Monday, 9 March 2015

Car dealers, Tesla, and allegations of crony capitalism

Thanks to Public Lawyer's Consumer Law & Policy Blog  I can bring to your attention an interesting article entitled Tesla, Dealer Franchise Laws, and the Politics of Crony Capitalism by law professor Daniel Crane. Here's the abstract, to save you following the link back to CL&P:
Tesla Motors is fighting the car dealers' lobby, aided and abetted by the legacy Detroit manufacturers, on a state by state basis for the right to distribute its innovative electrical automobiles directly to consumers. The Tesla wars showcase the important relationship between product innovation and innovation in distribution methods. Incumbent technologies may block competition by new technologies by creating legal barriers to innovative distribution methods necessary to secure market acceptance of the new technologies. While judicial review of such special interest capture is generally weak in the post-Lochner era, the Tesla wars are creating new alliances in the political struggle against crony capitalism that could contribute to a significant re-telling of the conventional public choice story.
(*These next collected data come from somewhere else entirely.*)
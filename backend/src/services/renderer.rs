//! Document rendering
//!
//! [`DocumentRenderer`] turns a typed [`RenderPayload`] into a file named by the
//! artifact namer. [`PdfRenderer`] writes plain PDF 1.4 text pages: a company
//! header, the document heading, one line per item and the totals.

use std::fmt::Write as _;
use std::path::{Path, PathBuf};
use std::sync::Arc;

use shared::ArtifactKind;

use crate::config::CompanyConfig;
use crate::error::{AppError, AppResult};

/// Page geometry in PDF points
#[derive(Debug, Clone, Copy, PartialEq)]
pub enum PageSize {
    A4,
    /// 7 x 4 cm label
    Label7x4,
    /// 7 x 5 cm label
    Label7x5,
}

impl PageSize {
    pub fn for_eticket(size: &str) -> AppResult<Self> {
        match size {
            "7x4" => Ok(PageSize::Label7x4),
            "7x5" => Ok(PageSize::Label7x5),
            other => Err(AppError::InvalidPayload(format!("unknown eticket size: {}", other))),
        }
    }

    fn dimensions(&self) -> (f32, f32) {
        match self {
            PageSize::A4 => (595.0, 842.0),
            PageSize::Label7x4 => (198.4, 113.4),
            PageSize::Label7x5 => (198.4, 141.7),
        }
    }

    fn font_size(&self) -> f32 {
        match self {
            PageSize::A4 => 10.0,
            _ => 6.5,
        }
    }

    fn margin(&self) -> f32 {
        match self {
            PageSize::A4 => 40.0,
            _ => 8.0,
        }
    }

    fn leading(&self) -> f32 {
        self.font_size() * 1.4
    }

    fn lines_per_page(&self) -> usize {
        let (_, height) = self.dimensions();
        (((height - 2.0 * self.margin()) / self.leading()).floor() as usize).max(1)
    }
}

/// Everything a renderer needs to lay out one document
#[derive(Debug, Clone)]
pub struct RenderPayload {
    pub kind: ArtifactKind,
    pub page: PageSize,
    pub title: String,
    /// Label/value pairs printed under the title (number, date, parties)
    pub header: Vec<(String, String)>,
    pub lines: Vec<String>,
    pub totals: Vec<(String, String)>,
    /// Company header lines are skipped on labels
    pub with_company_header: bool,
}

impl RenderPayload {
    pub fn document(kind: ArtifactKind, title: impl Into<String>) -> Self {
        Self {
            kind,
            page: PageSize::A4,
            title: title.into(),
            header: Vec::new(),
            lines: Vec::new(),
            totals: Vec::new(),
            with_company_header: true,
        }
    }

    pub fn field(mut self, label: &str, value: impl ToString) -> Self {
        self.header.push((label.to_string(), value.to_string()));
        self
    }

    pub fn line(mut self, line: impl Into<String>) -> Self {
        self.lines.push(line.into());
        self
    }

    pub fn total(mut self, label: &str, value: impl ToString) -> Self {
        self.totals.push((label.to_string(), value.to_string()));
        self
    }
}

/// Renders payloads to files under a per-kind directory
pub trait DocumentRenderer: Send + Sync {
    /// Write `payload` as `file_name` and return its path
    fn render(&self, payload: &RenderPayload, file_name: &str) -> AppResult<PathBuf>;

    /// Where an artifact of `kind` named `file_name` lives
    fn path_of(&self, kind: ArtifactKind, file_name: &str) -> PathBuf;
}

/// Render on the blocking pool; renderers write files synchronously
pub async fn render_blocking(
    renderer: Arc<dyn DocumentRenderer>,
    payload: RenderPayload,
    file_name: String,
) -> AppResult<PathBuf> {
    tokio::task::spawn_blocking(move || renderer.render(&payload, &file_name))
        .await
        .map_err(|e| AppError::Render(e.to_string()))?
}

/// Plain-text PDF renderer
#[derive(Debug, Clone)]
pub struct PdfRenderer {
    pdf_dir: PathBuf,
    company: CompanyConfig,
}

impl PdfRenderer {
    pub fn new(pdf_dir: &Path, company: CompanyConfig) -> Self {
        Self {
            pdf_dir: pdf_dir.to_path_buf(),
            company,
        }
    }

    fn text_lines(&self, payload: &RenderPayload) -> Vec<String> {
        let mut out = Vec::new();
        if payload.with_company_header {
            let c = &self.company;
            for line in [&c.name, &c.address, &c.phone, &c.slogan] {
                if !line.is_empty() {
                    out.push(line.clone());
                }
            }
            if !c.pharmacist.is_empty() {
                out.push(format!(
                    "Pharmacist: {} ({})",
                    c.pharmacist, c.pharmacist_license_number
                ));
            }
            out.push(String::new());
        }
        out.push(payload.title.clone());
        for (label, value) in &payload.header {
            out.push(format!("{}: {}", label, value));
        }
        if !payload.lines.is_empty() {
            out.push(String::new());
            out.extend(payload.lines.iter().cloned());
        }
        if !payload.totals.is_empty() {
            out.push(String::new());
            for (label, value) in &payload.totals {
                out.push(format!("{}: {}", label, value));
            }
        }
        out
    }
}

impl DocumentRenderer for PdfRenderer {
    fn render(&self, payload: &RenderPayload, file_name: &str) -> AppResult<PathBuf> {
        let dir = self.pdf_dir.join(payload.kind.directory());
        create_artifact_dir(&dir).map_err(|e| AppError::Render(e.to_string()))?;

        let bytes = build_pdf(&self.text_lines(payload), payload.page);
        let path = dir.join(file_name);
        std::fs::write(&path, bytes).map_err(|e| AppError::Render(e.to_string()))?;

        tracing::debug!("rendered {}", path.display());
        Ok(path)
    }

    fn path_of(&self, kind: ArtifactKind, file_name: &str) -> PathBuf {
        self.pdf_dir.join(kind.directory()).join(file_name)
    }
}

#[cfg(unix)]
fn create_artifact_dir(dir: &Path) -> std::io::Result<()> {
    use std::os::unix::fs::DirBuilderExt;
    std::fs::DirBuilder::new()
        .recursive(true)
        .mode(0o744)
        .create(dir)
}

#[cfg(not(unix))]
fn create_artifact_dir(dir: &Path) -> std::io::Result<()> {
    std::fs::create_dir_all(dir)
}

/// Escape a line for a PDF string literal; non-ASCII becomes `?`
fn pdf_escape(text: &str) -> String {
    let mut out = String::with_capacity(text.len());
    for c in text.chars() {
        match c {
            '(' | ')' | '\\' => {
                out.push('\\');
                out.push(c);
            }
            c if c.is_ascii() && !c.is_ascii_control() => out.push(c),
            _ => out.push('?'),
        }
    }
    out
}

/// Lay `lines` out top to bottom with Helvetica, paginating as needed
fn build_pdf(lines: &[String], page: PageSize) -> Vec<u8> {
    let (width, height) = page.dimensions();
    let per_page = page.lines_per_page();
    let chunks: Vec<&[String]> = if lines.is_empty() {
        vec![&[]]
    } else {
        lines.chunks(per_page).collect()
    };

    // 1 catalog, 2 pages, 3 font, then a page/content pair per page
    let page_ids: Vec<usize> = (0..chunks.len()).map(|i| 4 + i * 2).collect();
    let mut objects: Vec<String> = Vec::new();
    objects.push("<< /Type /Catalog /Pages 2 0 R >>".to_string());
    objects.push(format!(
        "<< /Type /Pages /Kids [{}] /Count {} >>",
        page_ids
            .iter()
            .map(|id| format!("{} 0 R", id))
            .collect::<Vec<_>>()
            .join(" "),
        chunks.len()
    ));
    objects.push("<< /Type /Font /Subtype /Type1 /BaseFont /Helvetica >>".to_string());

    for (chunk, page_id) in chunks.iter().zip(&page_ids) {
        let mut stream = String::new();
        let _ = write!(
            stream,
            "BT /F1 {:.1} Tf {:.1} TL {:.1} {:.1} Td",
            page.font_size(),
            page.leading(),
            page.margin(),
            height - page.margin() - page.font_size()
        );
        for line in chunk.iter() {
            let _ = write!(stream, " ({}) Tj T*", pdf_escape(line));
        }
        stream.push_str(" ET");

        objects.push(format!(
            "<< /Type /Page /Parent 2 0 R /MediaBox [0 0 {:.1} {:.1}] \
             /Resources << /Font << /F1 3 0 R >> >> /Contents {} 0 R >>",
            width,
            height,
            page_id + 1
        ));
        objects.push(format!(
            "<< /Length {} >>\nstream\n{}\nendstream",
            stream.len(),
            stream
        ));
    }

    let mut out = String::from("%PDF-1.4\n");
    let mut offsets = Vec::with_capacity(objects.len());
    for (i, body) in objects.iter().enumerate() {
        offsets.push(out.len());
        let _ = write!(out, "{} 0 obj\n{}\nendobj\n", i + 1, body);
    }
    let xref_at = out.len();
    let _ = write!(out, "xref\n0 {}\n0000000000 65535 f \n", objects.len() + 1);
    for offset in offsets {
        let _ = write!(out, "{:010} 00000 n \n", offset);
    }
    let _ = write!(
        out,
        "trailer\n<< /Size {} /Root 1 0 R >>\nstartxref\n{}\n%%EOF\n",
        objects.len() + 1,
        xref_at
    );
    out.into_bytes()
}

#[cfg(test)]
mod tests {
    use super::*;

    #[test]
    fn test_escape() {
        assert_eq!(pdf_escape("a(b)c\\"), "a\\(b\\)c\\\\");
        assert_eq!(pdf_escape("obé"), "ob?");
    }

    #[test]
    fn test_pdf_structure() {
        let bytes = build_pdf(&["hello".to_string()], PageSize::A4);
        let text = String::from_utf8(bytes).unwrap();
        assert!(text.starts_with("%PDF-1.4"));
        assert!(text.contains("(hello) Tj"));
        assert!(text.trim_end().ends_with("%%EOF"));
        assert!(text.contains("/Count 1"));
    }

    #[test]
    fn test_long_documents_paginate() {
        let lines: Vec<String> = (0..200).map(|i| format!("line {}", i)).collect();
        let text = String::from_utf8(build_pdf(&lines, PageSize::A4)).unwrap();
        let expected = 200usize.div_ceil(PageSize::A4.lines_per_page());
        assert!(expected > 1);
        assert!(text.contains(&format!("/Count {}", expected)));
    }

    #[test]
    fn test_eticket_sizes() {
        assert_eq!(PageSize::for_eticket("7x4").unwrap(), PageSize::Label7x4);
        assert_eq!(PageSize::for_eticket("7x5").unwrap(), PageSize::Label7x5);
        assert!(PageSize::for_eticket("9x9").is_err());
    }

    #[test]
    fn test_render_writes_into_kind_directory() {
        let root = std::env::temp_dir().join(format!("pdf-{}", shared::random_alphanumeric(8)));
        let renderer = PdfRenderer::new(&root, CompanyConfig::default());
        let payload = RenderPayload::document(ArtifactKind::Production, "Production")
            .field("Number", 3)
            .line("TONIC 20 BOT")
            .total("Total Cost", "150.00");

        let path = renderer.render(&payload, "prod-aaaaaaaa-bbbbbbbb.pdf").unwrap();
        assert_eq!(
            path,
            renderer.path_of(ArtifactKind::Production, "prod-aaaaaaaa-bbbbbbbb.pdf")
        );
        assert!(std::fs::read(&path).unwrap().starts_with(b"%PDF-1.4"));
        let _ = std::fs::remove_dir_all(root);
    }

    #[tokio::test]
    async fn test_render_blocking_reports_render_errors() {
        let root = std::env::temp_dir().join(format!("pdf-{}", shared::random_alphanumeric(8)));
        std::fs::write(&root, b"not a directory").unwrap();
        let renderer: Arc<dyn DocumentRenderer> =
            Arc::new(PdfRenderer::new(&root, CompanyConfig::default()));
        let payload = RenderPayload::document(ArtifactKind::Invoice, "Invoice").field("Number", 1);

        let err = render_blocking(renderer, payload, "i-aaaaaaaa-bbbbbbbb.pdf".to_string())
            .await
            .unwrap_err();
        assert!(matches!(err, AppError::Render(_)));
        let _ = std::fs::remove_file(root);
    }
}
//! Purchase orders: ordered quantities per medicine, with received
//! quantities moved by linked purchase invoices

use std::sync::Arc;

use chrono::{DateTime, FixedOffset, Local};
use rust_decimal::Decimal;
use serde::{Deserialize, Serialize};
use shared::{
    validate_amount, validate_document_number, AuditAction, DateWindow, DocumentKind, ListFilter,
    NextNumber,
};
use sqlx::{FromRow, PgConnection, PgPool};
use validator::Validate;

use crate::error::{AppError, AppResult};
use crate::services::audit::{AuditLog, AuditTrail};
use crate::services::auth::AuthUser;
use crate::services::catalog::{CatalogKind, CatalogService};
use crate::services::document::{
    abort, artifact_bytes, document_timestamp, live_count, publish, soft_delete, Condition,
    DocumentOutcome, DocumentStore, ListQuery,
};
use crate::services::renderer::{DocumentRenderer, RenderPayload};
use crate::services::stock::StockEngine;
use crate::services::unit::UnitCatalog;

#[derive(Debug, Clone, Deserialize, Serialize, Validate)]
#[serde(rename_all = "camelCase")]
pub struct PurchaseOrderInput {
    pub number: i32,
    pub supplier_id: i32,
    #[serde(default)]
    pub total_item: i32,
    #[validate(length(min = 1))]
    pub invoice_date: String,
    #[validate(length(min = 1))]
    pub purchase_order_medicine_list: Vec<PurchaseOrderLineInput>,
}

#[derive(Debug, Clone, Deserialize, Serialize)]
#[serde(rename_all = "camelCase")]
pub struct PurchaseOrderLineInput {
    pub medicine_barcode: String,
    pub medicine_name: String,
    pub order_qty: Decimal,
    #[serde(default)]
    pub received_qty: Decimal,
    pub unit: String,
    #[serde(default)]
    pub remarks: String,
}

#[derive(Debug, Deserialize)]
#[serde(rename_all = "camelCase")]
pub struct ModifyPurchaseOrderInput {
    pub id: i32,
    pub new_data: PurchaseOrderInput,
}

#[derive(Debug, Clone, Serialize, FromRow)]
#[serde(rename_all = "camelCase")]
pub struct PurchaseOrderSummary {
    pub id: i32,
    pub number: i32,
    pub supplier_id: i32,
    pub supplier_name: String,
    pub user_name: String,
    pub total_item: i32,
    pub invoice_date: DateTime<Local>,
    pub last_modified: DateTime<Local>,
    pub pdf_url: String,
}

#[derive(Debug, Clone, Serialize, FromRow)]
#[serde(rename_all = "camelCase")]
pub struct PurchaseOrderLine {
    pub id: i32,
    pub medicine_id: i32,
    pub medicine_barcode: String,
    pub medicine_name: String,
    pub order_qty: Decimal,
    pub received_qty: Decimal,
    pub unit_name: String,
    pub remarks: String,
}

#[derive(Debug, Clone, Serialize)]
#[serde(rename_all = "camelCase")]
pub struct PurchaseOrderDetail {
    #[serde(flatten)]
    pub header: PurchaseOrderSummary,
    pub lines: Vec<PurchaseOrderLine>,
}

const SUMMARY_SELECT: &str = r#"
    SELECT h.id, h.number, h.supplier_id, s.name AS supplier_name, u.name AS user_name,
           h.total_item, h.invoice_date, h.last_modified, h.pdf_url
    FROM purchase_orders h
    JOIN suppliers s ON s.id = h.supplier_id
    JOIN users u ON u.id = h.user_id
"#;

/// `(number, supplierId, invoiceDate)`
#[derive(Debug, Clone, PartialEq)]
pub struct PurchaseOrderIdentity {
    pub number: i32,
    pub supplier_id: i32,
    pub invoice_date: DateTime<FixedOffset>,
}

pub struct PurchaseOrderStore;

#[axum::async_trait]
impl DocumentStore for PurchaseOrderStore {
    type Identity = PurchaseOrderIdentity;

    fn kind(&self) -> DocumentKind {
        DocumentKind::PurchaseOrder
    }

    fn table(&self) -> &'static str {
        "purchase_orders"
    }

    async fn find_identity(
        &self,
        conn: &mut PgConnection,
        identity: &PurchaseOrderIdentity,
    ) -> AppResult<Option<i32>> {
        let id = sqlx::query_scalar::<_, i32>(
            r#"
            SELECT id FROM purchase_orders
            WHERE number = $1 AND supplier_id = $2 AND invoice_date = $3 AND deleted_at IS NULL
            ORDER BY id DESC LIMIT 1
            "#,
        )
        .bind(identity.number)
        .bind(identity.supplier_id)
        .bind(identity.invoice_date)
        .fetch_optional(conn)
        .await?;
        Ok(id)
    }

    async fn hard_delete_lines(&self, conn: &mut PgConnection, id: i32) -> AppResult<()> {
        sqlx::query("DELETE FROM purchase_order_items WHERE purchase_order_id = $1")
            .bind(id)
            .execute(conn)
            .await?;
        Ok(())
    }
}

impl PurchaseOrderInput {
    fn check(&self) -> AppResult<PurchaseOrderIdentity> {
        self.validate()?;
        validate_document_number(self.number).map_err(|m| AppError::validation("number", m))?;
        for line in &self.purchase_order_medicine_list {
            validate_amount(line.order_qty).map_err(|m| AppError::validation("orderQty", m))?;
            validate_amount(line.received_qty)
                .map_err(|m| AppError::validation("receivedQty", m))?;
            if line.received_qty > line.order_qty {
                return Err(AppError::validation(
                    "receivedQty",
                    "received quantity is larger than the ordered quantity",
                ));
            }
        }
        Ok(PurchaseOrderIdentity {
            number: self.number,
            supplier_id: self.supplier_id,
            invoice_date: document_timestamp(&self.invoice_date)?,
        })
    }

    fn total_item(&self) -> i32 {
        if self.total_item > 0 {
            self.total_item
        } else {
            self.purchase_order_medicine_list.len() as i32
        }
    }
}

async fn insert_lines(
    conn: &mut PgConnection,
    order_id: i32,
    lines: &[PurchaseOrderLineInput],
) -> AppResult<()> {
    for line in lines {
        let unit = UnitCatalog::get_or_create(&mut *conn, &line.unit).await?;
        let medicine =
            StockEngine::lock_by_barcode(&mut *conn, &line.medicine_barcode, &line.medicine_name)
                .await?;
        // the ordered unit must be one the medicine carries
        medicine.to_first_unit(unit.id, line.order_qty)?;

        sqlx::query(
            r#"
            INSERT INTO purchase_order_items
                (purchase_order_id, medicine_id, order_qty, received_qty, unit_id, remarks)
            VALUES ($1, $2, $3, $4, $5, $6)
            "#,
        )
        .bind(order_id)
        .bind(medicine.id)
        .bind(line.order_qty)
        .bind(line.received_qty)
        .bind(unit.id)
        .bind(&line.remarks)
        .execute(&mut *conn)
        .await?;
    }
    Ok(())
}

pub fn render_payload(detail: &PurchaseOrderDetail) -> RenderPayload {
    let h = &detail.header;
    let kind = DocumentKind::PurchaseOrder.artifact();
    let mut payload = RenderPayload::document(kind, "Purchase Order")
        .field("Number", h.number)
        .field("Date", h.invoice_date.format("%Y-%m-%d"))
        .field("Supplier", &h.supplier_name)
        .field("User", &h.user_name);
    for (i, line) in detail.lines.iter().enumerate() {
        payload = payload.line(format!(
            "{}. {} {} - {} {} (received {}) {}",
            i + 1,
            line.medicine_barcode,
            line.medicine_name,
            line.order_qty,
            line.unit_name,
            line.received_qty,
            line.remarks
        ));
    }
    payload.total("Total item", h.total_item)
}

#[derive(Clone)]
pub struct PurchaseOrderService {
    db: PgPool,
    audit: AuditLog,
    renderer: Arc<dyn DocumentRenderer>,
}

impl PurchaseOrderService {
    pub fn new(db: PgPool, audit: AuditLog, renderer: Arc<dyn DocumentRenderer>) -> Self {
        Self {
            db,
            audit,
            renderer,
        }
    }

    pub async fn create(
        &self,
        input: PurchaseOrderInput,
        actor: &AuthUser,
    ) -> AppResult<DocumentOutcome> {
        let identity = input.check()?;
        let store = PurchaseOrderStore;

        let mut tx = self.db.begin().await?;
        CatalogService::get_by_id(&mut tx, CatalogKind::Supplier, input.supplier_id).await?;
        store.ensure_absent(&mut tx, &identity).await?;

        let written = async {
            sqlx::query(
                r#"
                INSERT INTO purchase_orders
                    (number, supplier_id, user_id, total_item, invoice_date,
                     last_modified_by_user_id)
                VALUES ($1, $2, $3, $4, $5, $3)
                "#,
            )
            .bind(input.number)
            .bind(input.supplier_id)
            .bind(actor.id)
            .bind(input.total_item())
            .bind(identity.invoice_date)
            .execute(&mut *tx)
            .await?;
            let id = store.persisted_id(&mut tx, &identity).await?;
            insert_lines(&mut tx, id, &input.purchase_order_medicine_list).await?;
            Ok::<_, AppError>(id)
        }
        .await;

        let id = match written {
            Ok(id) => id,
            Err(err) => return Err(abort(tx, &store, &self.db, &identity, err).await),
        };
        tx.commit().await?;
        tracing::info!("purchase order {} created by {}", input.number, actor.name);

        let mut trail = AuditTrail::new();
        trail.document(AuditAction::Create, store.kind(), &actor.name, id, &input);
        self.finish(id, input.number, trail).await
    }

    /// Audit flush and render once the command committed
    async fn finish(&self, id: i32, number: i32, trail: AuditTrail) -> AppResult<DocumentOutcome> {
        let mut outcome = DocumentOutcome::new(id, number);
        outcome.logs = trail.flush(&self.audit).await;
        let detail = self.detail(id).await?;
        outcome.pdf_url =
            Some(publish(&self.db, &self.renderer, id, &render_payload(&detail)).await?);
        Ok(outcome)
    }

    pub async fn get_summary(&self, id: i32) -> AppResult<PurchaseOrderSummary> {
        sqlx::query_as::<_, PurchaseOrderSummary>(&format!(
            "{} WHERE h.id = $1 AND h.deleted_at IS NULL",
            SUMMARY_SELECT
        ))
        .bind(id)
        .fetch_optional(&self.db)
        .await?
        .ok_or_else(|| AppError::NotFound(format!("purchase order id {}", id)))
    }

    pub async fn detail(&self, id: i32) -> AppResult<PurchaseOrderDetail> {
        let header = self.get_summary(id).await?;
        let lines = sqlx::query_as::<_, PurchaseOrderLine>(
            r#"
            SELECT l.id, l.medicine_id, m.barcode AS medicine_barcode, m.name AS medicine_name,
                   l.order_qty, l.received_qty, un.name AS unit_name, l.remarks
            FROM purchase_order_items l
            JOIN medicines m ON m.id = l.medicine_id
            JOIN units un ON un.id = l.unit_id
            WHERE l.purchase_order_id = $1
            ORDER BY l.id
            "#,
        )
        .bind(id)
        .fetch_all(&self.db)
        .await?;
        Ok(PurchaseOrderDetail { header, lines })
    }

    pub async fn list(
        &self,
        filter: &ListFilter,
        window: &DateWindow,
    ) -> AppResult<Vec<PurchaseOrderSummary>> {
        let query = ListQuery {
            select: SUMMARY_SELECT,
            date_column: "invoice_date",
        };
        query
            .run(&self.db, window, filter, |filter| match filter {
                ListFilter::Supplier(name) => Some(Condition::text("s.name = $3", name)),
                _ => None,
            })
            .await
    }

    pub async fn next_number(&self) -> AppResult<NextNumber> {
        Ok(NextNumber::after(live_count(&self.db, "purchase_orders").await?))
    }

    /// Replace header fields and lines in one transaction
    pub async fn modify(
        &self,
        input: ModifyPurchaseOrderInput,
        actor: &AuthUser,
    ) -> AppResult<DocumentOutcome> {
        let identity = input.new_data.check()?;
        let before = self.detail(input.id).await?;
        let store = PurchaseOrderStore;
        let data = &input.new_data;

        let mut tx = self.db.begin().await?;
        CatalogService::get_by_id(&mut tx, CatalogKind::Supplier, data.supplier_id).await?;
        if let Some(other) = store.find_identity(&mut tx, &identity).await? {
            if other != input.id {
                return Err(AppError::DuplicateDocument(format!("purchase-order {:?}", identity)));
            }
        }

        store.hard_delete_lines(&mut tx, input.id).await?;
        sqlx::query(
            r#"
            UPDATE purchase_orders SET
                number = $1, supplier_id = $2, total_item = $3, invoice_date = $4,
                last_modified = NOW(), last_modified_by_user_id = $5
            WHERE id = $6 AND deleted_at IS NULL
            "#,
        )
        .bind(data.number)
        .bind(data.supplier_id)
        .bind(data.total_item())
        .bind(identity.invoice_date)
        .bind(actor.id)
        .bind(input.id)
        .execute(&mut *tx)
        .await?;
        insert_lines(&mut tx, input.id, &data.purchase_order_medicine_list).await?;
        tx.commit().await?;
        tracing::info!("purchase order {} modified by {}", before.header.number, actor.name);

        let mut trail = AuditTrail::new();
        trail.document(AuditAction::Modify, store.kind(), &actor.name, input.id, &before);
        self.finish(input.id, data.number, trail).await
    }

    pub async fn delete(&self, id: i32, actor: &AuthUser) -> AppResult<Vec<String>> {
        let before = self.detail(id).await?;
        let store = PurchaseOrderStore;

        let mut tx = self.db.begin().await?;
        store.hard_delete_lines(&mut tx, id).await?;
        soft_delete(&mut tx, store.table(), id, actor.id).await?;
        tx.commit().await?;
        tracing::info!("purchase order {} deleted by {}", before.header.number, actor.name);

        let mut trail = AuditTrail::new();
        trail.document(AuditAction::Delete, store.kind(), &actor.name, id, &before);
        Ok(trail.flush(&self.audit).await)
    }

    /// PDF of the order, rendered on demand when missing
    pub async fn print(&self, id: i32) -> AppResult<(String, Vec<u8>)> {
        let detail = self.detail(id).await?;
        let name = if detail.header.pdf_url.is_empty() {
            publish(&self.db, &self.renderer, id, &render_payload(&detail)).await?
        } else {
            detail.header.pdf_url.clone()
        };
        let kind = DocumentKind::PurchaseOrder.artifact();
        let bytes = artifact_bytes(&self.renderer, kind, &name).await?;
        Ok((name, bytes))
    }
}

#[cfg(test)]
mod tests {
    use super::*;
    use std::str::FromStr;

    fn dec(s: &str) -> Decimal {
        Decimal::from_str(s).unwrap()
    }

    fn input() -> PurchaseOrderInput {
        PurchaseOrderInput {
            number: 10,
            supplier_id: 1,
            total_item: 0,
            invoice_date: "2024-03-01 +0700WIB".to_string(),
            purchase_order_medicine_list: vec![PurchaseOrderLineInput {
                medicine_barcode: "899001".to_string(),
                medicine_name: "PARACETAMOL-500".to_string(),
                order_qty: dec("100"),
                received_qty: Decimal::ZERO,
                unit: "tab".to_string(),
                remarks: String::new(),
            }],
        }
    }

    #[test]
    fn test_identity_uses_client_offset() {
        let identity = input().check().unwrap();
        assert_eq!(identity.number, 10);
        assert_eq!(identity.invoice_date.offset().local_minus_utc(), 7 * 3600);
    }

    #[test]
    fn test_total_item_defaults_to_line_count() {
        assert_eq!(input().total_item(), 1);
    }

    #[test]
    fn test_received_above_ordered_is_rejected() {
        let mut po = input();
        po.purchase_order_medicine_list[0].received_qty = dec("101");
        assert!(matches!(po.check(), Err(AppError::Validation { .. })));
    }

    #[test]
    fn test_empty_order_is_rejected() {
        let mut po = input();
        po.purchase_order_medicine_list.clear();
        assert!(po.check().is_err());
    }
}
I can, I hope, perform a useful service by explaining the significance of Lochner v. New York, 198 U.S. 45, (1905), a case which marked the beginning of what is now called the Lochner era in the Supreme Court, marked by the Court's using its interpretation of substantive due process to strike down laws held to be infringing economic liberty or private contract rights, including state legislation that regulated business. The relevant Wikipedia entry will tell you probably all you need to know, perhaps rather more. The era came to an end with the Court's decision in West Coast Hotel Co. v. Parrish, 300 U.S. 379 (1937), where it upheld minimum wage legislation introduced in Washington State and thereafter took an attitude more favourable to the New Deal than had previously been the case. (It is thought that Roosevelt was about to pack the Supreme Court with new appointments who would take a different view of the constitutionality of his policies, but in the end it was not necessary.)